White House Press Secretary Sarah Huckabee Sanders refused to say on Monday whether the hundreds of thousands of young undocumented people currently living in the U.S. under the Deferred Action for Childhood Arrivals program would be safe from deportation unless President Donald Trump gets his big ticket immigration policy items.
During the daily White House press briefing—conducted just hours after the Senate voted to reopen the federal government—Sanders was asked whether the president would begin to deport DACA recipients if he doesn’t get the immigration concessions he wants—including funding for the southern border wall, an end to “chain migration,” and ending the visa lottery program—by March 5. That’s when the six-month deadline Trump gave Congress to fix DACA when he rescinded it is up.
“We haven’t determined that. We’re hopeful that we don’t have to do that and we don’t have to get there,” Sanders replied—a true non-denial if ever there was one.
We would like Democrats to get serious about actually solving problems. They say they want to have this conversation, they say they say they want to negotiate—so much so that they were willing to shut down the government—if they’re that willing to go that far, surely they’re willing to come to the table and talk about real solutions.

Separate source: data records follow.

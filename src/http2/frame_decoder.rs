//! Frame-at-a-time driver: common header first, then the payload decoder
//! for the header's type.
//!
//! ```text
//!   StartDecodingHeader --partial--> ResumeDecodingHeader
//!          |                                |
//!          +-------- header complete -------+
//!          v
//!   payload decoder --InProgress--> ResumeDecodingPayload
//!          |  \
//!        Done  Error / rejected / oversized --> DiscardPayload
//!          v                                        |
//!   StartDecodingHeader <----- payload skipped -----+
//! ```

use super::constants::DEFAULT_MAX_FRAME_SIZE;
use super::decode_buffer::DecodeBuffer;
use super::decode_status::DecodeStatus;
use super::listener::FrameDecoderListener;
use super::payload::PayloadDecoder;
use super::state::FrameDecoderState;
use super::structures::FrameHeader;
use crate::log::debug;

#[derive(Debug, Clone, Copy, PartialEq, Eq)]
enum State {
    StartDecodingHeader,
    ResumeDecodingHeader,
    ResumeDecodingPayload,
    DiscardPayload,
}

/// Decodes one frame per [`decode_frame`](Self::decode_frame) call that
/// returns [`DecodeStatus::Done`], reporting it to the listener passed in.
///
/// The decoder never reads beyond the current frame: a call returns once
/// the frame completes even if more input is available.
#[derive(Debug, Clone)]
pub struct Http2FrameDecoder {
    frame_state: FrameDecoderState,
    state: State,
    payload_decoder: PayloadDecoder,
    maximum_payload_size: u32,
}

impl Default for Http2FrameDecoder {
    fn default() -> Self {
        Self::new()
    }
}

impl Http2FrameDecoder {
    pub fn new() -> Self {
        Self {
            frame_state: FrameDecoderState::new(),
            state: State::StartDecodingHeader,
            payload_decoder: PayloadDecoder::default(),
            maximum_payload_size: DEFAULT_MAX_FRAME_SIZE,
        }
    }

    /// Frames with a longer payload are reported through
    /// `on_frame_size_error` and skipped.
    pub fn set_maximum_payload_size(&mut self, size: u32) {
        self.maximum_payload_size = size;
    }

    pub fn maximum_payload_size(&self) -> u32 {
        self.maximum_payload_size
    }

    /// Header of the current (or most recent) frame.
    pub fn frame_header(&self) -> &FrameHeader {
        self.frame_state.frame_header()
    }

    pub fn remaining_payload(&self) -> u32 {
        self.frame_state.remaining_payload()
    }

    pub fn remaining_padding(&self) -> u32 {
        self.frame_state.remaining_padding()
    }

    pub fn is_discarding_payload(&self) -> bool {
        self.state == State::DiscardPayload
    }

    /// Decodes from `db` until the current frame is complete, an error is
    /// found, or the input runs out.
    ///
    /// After `Error`, further calls skip the rest of the bad frame and then
    /// continue with the next one.
    pub fn decode_frame(
        &mut self,
        db: &mut DecodeBuffer<'_>,
        listener: &mut dyn FrameDecoderListener,
    ) -> DecodeStatus {
        match self.state {
            State::StartDecodingHeader => {
                if self.frame_state.start_decoding_frame_header(db) {
                    return self.start_decoding_payload(db, listener);
                }
                self.state = State::ResumeDecodingHeader;
                DecodeStatus::InProgress
            }
            State::ResumeDecodingHeader => {
                if self.frame_state.resume_decoding_frame_header(db) {
                    return self.start_decoding_payload(db, listener);
                }
                DecodeStatus::InProgress
            }
            State::ResumeDecodingPayload => self.resume_decoding_payload(db, listener),
            State::DiscardPayload => self.discard_payload(db),
        }
    }

    fn start_decoding_payload(
        &mut self,
        db: &mut DecodeBuffer<'_>,
        listener: &mut dyn FrameDecoderListener,
    ) -> DecodeStatus {
        let header = *self.frame_state.frame_header();

        if !listener.on_frame_header(&header) {
            debug!("listener rejected frame header: {header}");
            self.state = State::DiscardPayload;
            self.frame_state.initialize_remainders();
            return DecodeStatus::Error;
        }

        if header.payload_length > self.maximum_payload_size {
            debug!(
                "payload length {} above maximum {}: {header}",
                header.payload_length, self.maximum_payload_size
            );
            self.state = State::DiscardPayload;
            self.frame_state.initialize_remainders();
            listener.on_frame_size_error(&header);
            return DecodeStatus::Error;
        }

        // Payload decoders only see the flags defined for their type.
        self.frame_state
            .header
            .retain_flags(header.frame_type.valid_flags());
        self.payload_decoder = PayloadDecoder::for_frame_type(header.frame_type);

        let mut subset = db.subset(header.payload_length as usize);
        let status =
            self.payload_decoder
                .start_decoding_payload(&mut self.frame_state, &mut subset, listener);
        db.advance_cursor(subset.offset());
        self.finish_step(status)
    }

    fn resume_decoding_payload(
        &mut self,
        db: &mut DecodeBuffer<'_>,
        listener: &mut dyn FrameDecoderListener,
    ) -> DecodeStatus {
        let remaining = self.frame_state.remaining_payload_and_padding() as usize;
        let mut subset = db.subset(remaining);
        let status =
            self.payload_decoder
                .resume_decoding_payload(&mut self.frame_state, &mut subset, listener);
        db.advance_cursor(subset.offset());
        self.finish_step(status)
    }

    fn finish_step(&mut self, status: DecodeStatus) -> DecodeStatus {
        self.state = match status {
            DecodeStatus::Done => State::StartDecodingHeader,
            DecodeStatus::InProgress => State::ResumeDecodingPayload,
            DecodeStatus::Error => State::DiscardPayload,
        };
        status
    }

    fn discard_payload(&mut self, db: &mut DecodeBuffer<'_>) -> DecodeStatus {
        let fs = &mut self.frame_state;
        fs.remaining_payload += fs.remaining_padding;
        fs.remaining_padding = 0;
        let avail = fs.available_payload(db);
        if avail > 0 {
            fs.consume_payload(avail);
            db.advance_cursor(avail);
        }
        if fs.remaining_payload == 0 {
            self.state = State::StartDecodingHeader;
            return DecodeStatus::Done;
        }
        DecodeStatus::InProgress
    }
}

When the same reporter pointed out that it was Trump who removed the deportation protection extended to DACA recipients by the Obama administration, Sanders said that Trump was simply the one enforcing the law.
“He did that, absolutely,” she said, before going on to blame Congress for failing to pass a DACA fix before the president’s six-month timeframe expired.
Let’s be clear what’s happening here: Republicans are happy to own their share of the president’s DACA crackdown when it’s politically convenient. Senate Majority Leader Mitch McConnell made this plain when he flattened DACA to an “illegal immigration” issue during the short-lived government shutdown. Now that the shutdown is over, with the Democrats selling out DACA recipients yet again, it’s in the administration’s best interest to make saving them a congressional problem rather than one that Trump created.
That Trump and his administration cronies would use undocumented young people brought to this country as children as political pawns isn’t unexpected at all—but that doesn’t make it any less craven.